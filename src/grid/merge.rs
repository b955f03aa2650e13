//! Merge and split - converting a range selection into a spanning anchor
//!
//! Merge acts on the *bounding box* of the selection: a ragged or disjoint
//! drag expands to its enclosing rectangle, absorbing unselected interior
//! cells. Covered content is cleared on merge and not restored on split;
//! merge is lossy for everything but the anchor value.

use std::collections::BTreeSet;

use crate::model::store::{CellPosition, Page, Span};

/// Merge the bounding rectangle of `selected` into one anchored span
///
/// Returns whether the page changed. Fewer than two selected positions that
/// actually exist in the page is a no-op, as is a missing anchor slot.
pub fn merge(page: &mut Page, selected: &BTreeSet<CellPosition>) -> bool {
    // Stale positions (e.g. a selection that outlived a structural edit) are
    // dropped before the rectangle is computed.
    let live: Vec<CellPosition> = selected
        .iter()
        .copied()
        .filter(|p| page.cell_at(*p).is_some())
        .collect();
    if live.len() < 2 {
        return false;
    }

    let min_col = live.iter().map(|p| p.column).min().unwrap_or(0);
    let max_col = live.iter().map(|p| p.column).max().unwrap_or(0);
    let min_row = live.iter().map(|p| p.row).min().unwrap_or(0);
    let max_row = live.iter().map(|p| p.row).max().unwrap_or(0);

    let anchor = CellPosition::new(min_col, min_row);
    let span = Span::new(
        (max_col - min_col + 1) as u32,
        (max_row - min_row + 1) as u32,
    );

    match page.cell_at_mut(anchor) {
        Some(cell) => cell.span = Some(span),
        None => return false,
    }

    // Every other member of the rectangle - selected or not - becomes a
    // covered placeholder with its content cleared.
    for row in min_row..=max_row {
        for column in min_col..=max_col {
            let position = CellPosition::new(column, row);
            if position == anchor {
                continue;
            }
            if let Some(cell) = page.cell_at_mut(position) {
                cell.value.clear();
                cell.span = Some(Span::COVERED);
            }
        }
    }

    true
}

/// Dissolve the merged rectangle anchored at `position`
///
/// The anchor keeps its value and drops its span; every other member of the
/// former rectangle becomes an independent empty cell. Cells that were merged
/// away stay empty - their pre-merge content is gone by design. Anything that
/// is not an anchor (ordinary cell, covered placeholder, missing slot) is a
/// no-op.
pub fn split(page: &mut Page, position: CellPosition) -> bool {
    let span = match page.cell_at(position) {
        Some(cell) if cell.is_anchor() => cell.effective_span(),
        _ => return false,
    };

    if let Some(cell) = page.cell_at_mut(position) {
        cell.span = None;
    }

    for row in position.row..position.row + span.height as usize {
        for column in position.column..position.column + span.width as usize {
            let member = CellPosition::new(column, row);
            if member == position {
                continue;
            }
            if let Some(cell) = page.cell_at_mut(member) {
                cell.span = None;
                cell.value.clear();
            }
        }
    }

    true
}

========

- [Work required]
Look for the word "iter" in the listing above, and copy every line where you find it.

- [Reply]
        .iter()
    let min_col = live.iter().map(|p| p.column).min().unwrap_or(0);
    let max_col = live.iter().map(|p| p.column).max().unwrap_or(0);
    let min_row = live.iter().map(|p| p.row).min().unwrap_or(0);
    let max_row = live.iter().map(|p| p.row).max().unwrap_or(0);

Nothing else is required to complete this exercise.